**Saved data entries:**
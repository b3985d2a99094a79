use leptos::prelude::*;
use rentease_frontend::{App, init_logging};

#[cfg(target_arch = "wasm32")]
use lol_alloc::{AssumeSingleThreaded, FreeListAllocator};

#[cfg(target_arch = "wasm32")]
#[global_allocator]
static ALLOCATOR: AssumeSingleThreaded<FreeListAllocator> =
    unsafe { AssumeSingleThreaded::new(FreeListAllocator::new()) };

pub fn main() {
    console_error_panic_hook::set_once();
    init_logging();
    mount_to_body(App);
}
==
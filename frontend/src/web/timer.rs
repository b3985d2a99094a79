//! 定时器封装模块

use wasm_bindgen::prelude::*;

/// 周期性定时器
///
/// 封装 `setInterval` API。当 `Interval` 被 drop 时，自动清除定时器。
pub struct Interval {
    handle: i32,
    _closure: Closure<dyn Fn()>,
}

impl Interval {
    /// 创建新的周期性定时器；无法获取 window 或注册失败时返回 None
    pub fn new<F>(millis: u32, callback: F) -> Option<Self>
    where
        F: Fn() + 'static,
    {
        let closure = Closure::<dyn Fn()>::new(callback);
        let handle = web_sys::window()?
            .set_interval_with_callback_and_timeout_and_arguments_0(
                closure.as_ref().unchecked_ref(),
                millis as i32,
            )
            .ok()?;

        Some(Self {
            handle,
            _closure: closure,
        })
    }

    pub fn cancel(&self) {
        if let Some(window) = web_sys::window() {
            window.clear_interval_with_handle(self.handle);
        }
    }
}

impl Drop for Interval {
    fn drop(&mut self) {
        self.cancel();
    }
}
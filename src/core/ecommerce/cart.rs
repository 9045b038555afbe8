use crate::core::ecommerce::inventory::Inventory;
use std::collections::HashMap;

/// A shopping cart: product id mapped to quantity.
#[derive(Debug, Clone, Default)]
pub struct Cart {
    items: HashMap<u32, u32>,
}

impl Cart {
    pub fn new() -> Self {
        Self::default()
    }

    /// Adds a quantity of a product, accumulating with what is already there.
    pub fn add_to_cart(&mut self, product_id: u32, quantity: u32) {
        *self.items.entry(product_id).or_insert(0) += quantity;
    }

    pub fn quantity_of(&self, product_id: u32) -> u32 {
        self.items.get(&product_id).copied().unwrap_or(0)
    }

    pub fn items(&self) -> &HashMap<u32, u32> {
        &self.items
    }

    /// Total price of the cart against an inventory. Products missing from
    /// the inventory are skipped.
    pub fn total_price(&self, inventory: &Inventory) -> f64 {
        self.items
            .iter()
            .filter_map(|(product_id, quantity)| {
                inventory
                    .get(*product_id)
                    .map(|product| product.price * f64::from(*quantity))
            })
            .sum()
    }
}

**Your instructions:** What is the number of lines above that hold the string "millis"? Answer with that number alone.

**Reply to the exercise:** 2